# How to hang a european mount?



## IGluIt4U

Ok, need some ideas on how to mount my Elk on the wall.. it's a European style skull/rack.. 

Anybody have any creative ideas? :noidea: :cheers:


----------



## xpuncher

Hey Sticky I would say with a nail if you can find a stud where you want it or use a molly bolt!!!!!hope that helps. I'm sure you got some glue that will work!!


----------



## IGluIt4U

xpuncher said:


> Hey Sticky I would say with a nail if you can find a stud where you want it or use a molly bolt!!!!!hope that helps. I'm sure you got some glue that will work!!

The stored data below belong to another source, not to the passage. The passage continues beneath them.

//! # TruckLink Core Library
//!
//! Remote command orchestration for connected trucks.

#![warn(missing_docs)]
#![cfg_attr(docsrs, feature(doc_cfg))]

//!
//! This library provides:
//! - The command orchestrator (lock, unlock, start, stop, honk) with an
//!   at-most-one-in-flight guard
//! - Diesel glow-plug pre-warm before remote start, gated on outside temperature
//! - Vehicle status caching and refresh coordination
//! - The engine catalog and vehicle model
//! - A simulated gateway for demos and offline testing
//!
//! Transport to the vehicle is not part of this crate: integrators implement
//! [`gateway::VehicleGateway`] and hand it to the orchestrator.
//!
//! ## Example
//!
//! ```rust,ignore
//! use std::sync::Arc;
//! use trucklink_core::prelude::*;
//!
//! let gateway = Arc::new(SimulatedGateway::new());
//! let orchestrator = CommandOrchestrator::new(gateway, OrchestratorConfig::default());
//!
//! let engine = EngineCatalog::by_id("diesel-6.7-powerstroke").unwrap();
//! orchestrator.select_vehicle(Some(Vehicle::new("Ford", "F-250", 2021).with_engine(engine)));
//! orchestrator.refresh_status().await?;
//! orchestrator.request_start().await?;
//! ```

pub mod config;
pub mod demo;
pub mod gateway;
pub mod orchestrator;
pub mod status;
pub mod vehicle;

/// Re-export commonly used types
pub mod prelude {
    pub use crate::config::{ConfigError, OrchestratorConfig};
    pub use crate::demo::SimulatedGateway;
    pub use crate::gateway::{
        CommandKind, GatewayError, LocationProvider, TemperatureProvider, VehicleGateway,
    };
    pub use crate::orchestrator::{
        CommandOrchestrator, CommandRecord, GlowPlugDiagnostics, OrchestratorError,
        OrchestratorState, RejectReason,
    };
    pub use crate::status::StatusCache;
    pub use crate::vehicle::{EngineCatalog, EngineOption, FuelType, Location, Vehicle, VehicleStatus};
}

/// Library version
pub const VERSION: &str = env!("CARGO_PKG_VERSION");
//! Shared test helpers

#![allow(dead_code)]

use std::sync::atomic::{AtomicUsize, Ordering};
use std::sync::{Arc, Mutex};
use std::time::Duration;

use async_trait::async_trait;
use tokio::time::Instant;
use trucklink_core::prelude::*;

/// Mock gateway recording every call with its (virtual) time
pub struct MockGateway {
    pub status: Mutex<VehicleStatus>,
    pub sent: Mutex<Vec<(CommandKind, Instant)>>,
    pub fetches: AtomicUsize,
    pub latency: Duration,
    pub fail_commands: Mutex<bool>,
    pub fail_fetches: Mutex<bool>,
}

impl MockGateway {
    pub fn new(status: VehicleStatus) -> Self {
        Self {
            status: Mutex::new(status),
            sent: Mutex::new(Vec::new()),
            fetches: AtomicUsize::new(0),
            latency: Duration::from_millis(100),
            fail_commands: Mutex::new(false),
            fail_fetches: Mutex::new(false),
        }
    }

    pub fn with_outside_temp(temp_f: f64) -> Self {
        Self::new(VehicleStatus {
            outside_temp_f: temp_f,
            fuel_level: 0.75,
            location: Location::new(46.87, -113.99),
            ..Default::default()
        })
    }

    pub fn set_fail_commands(&self, fail: bool) {
        *self.fail_commands.lock().unwrap() = fail;
    }

    pub fn set_fail_fetches(&self, fail: bool) {
        *self.fail_fetches.lock().unwrap() = fail;
    }

    pub fn sent_count(&self) -> usize {
        self.sent.lock().unwrap().len()
    }

    pub fn sent_kinds(&self) -> Vec<CommandKind> {
        self.sent.lock().unwrap().iter().map(|(k, _)| *k).collect()
    }

    pub fn first_send_at(&self) -> Option<Instant> {
        self.sent.lock().unwrap().first().map(|(_, at)| *at)
    }

    pub fn fetch_count(&self) -> usize {
        self.fetches.load(Ordering::SeqCst)
    }
}

#[async_trait]
impl VehicleGateway for MockGateway {
    async fn fetch_status(&self, _vehicle: &Vehicle) -> Result<VehicleStatus, GatewayError> {
        tokio::time::sleep(self.latency).await;
        self.fetches.fetch_add(1, Ordering::SeqCst);
        if *self.fail_fetches.lock().unwrap() {
            return Err(GatewayError::Timeout);
        }
        Ok(self.status.lock().unwrap().clone())
    }

    async fn send_command(&self, kind: CommandKind, _vehicle: &Vehicle) -> Result<(), GatewayError> {
        tokio::time::sleep(self.latency).await;
        if *self.fail_commands.lock().unwrap() {
            return Err(GatewayError::Rejected("vehicle asleep".to_string()));
        }
        self.sent.lock().unwrap().push((kind, Instant::now()));
        Ok(())
    }

    async fn update_vehicle(&self, vehicle: &Vehicle) -> Result<Vehicle, GatewayError> {
        Ok(vehicle.clone())
    }
}

pub fn gas_truck() -> Vehicle {
    let engine = EngineCatalog::by_id("gas-6.2-v8").unwrap();
    Vehicle::new("Chevrolet", "Silverado 1500", 2021).with_engine(engine)
}

/// Diesel truck with a 6 second glow-plug cycle
pub fn diesel_truck() -> Vehicle {
    let engine = EngineCatalog::by_id("diesel-3.0-powerstroke").unwrap();
    Vehicle::new("Ford", "F-150", 2019).with_engine(engine)
}

pub fn orchestrator(gateway: Arc<MockGateway>, vehicle: Option<Vehicle>) -> CommandOrchestrator {
    let orchestrator = CommandOrchestrator::new(gateway, OrchestratorConfig::default());
    orchestrator.select_vehicle(vehicle);
    orchestrator
}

Yea yea yea.... :chortle: I was thinkin of something a bit more refined, but I got's glue that'll stick that sucker to the wall, long as the sheetrock is well adhered... :chortle: :wink:


----------



## tntaxidermy

Be careful when hanging europeans because the bone is very brittle. THe best thing to do is to drill a small hole or two in the thick bone right below where the spinal cord was attached. where you can look into the brain cavity from below. this is very strong. you can anchor a plaque to your european here or anchor a hanger to the skull itself. remeber to drill a hole just smaller than the diameter of screw you are using and use strong screws.
hope this helps
Tyler


----------



## IGluIt4U

Thanks Tyler, most helpful.. :thumb:


----------



## jstuntlocke

I use a thin piece of dull wire and wrap it around the back of the skull through the hole behind the eye socket. it's just basically a string tied in a circle.... simple.








I found a pic of an example with some string on a dark colered wall with a skull my wife found dead... Iv'e hung several of these dead found skulls in my shop also and I've never had one fall, but none are very lopsided and some are heavy horned deer in the 160's and up like this second pic with my friend/part-time camera buddy Lance here....










you can't see this at all when you stand back some, but I wouldn't know about a big ol heavy elk rack hangin out like that either. But I sure do like how it sets the teeth against the wall, and presents the rack. anyhow, that's my 2cents and me adding something to look at in the thread =) ...:cheers:


----------



## 2arrow1

1/4-20 bolt with speed nut,and elk may take two bolts.


----------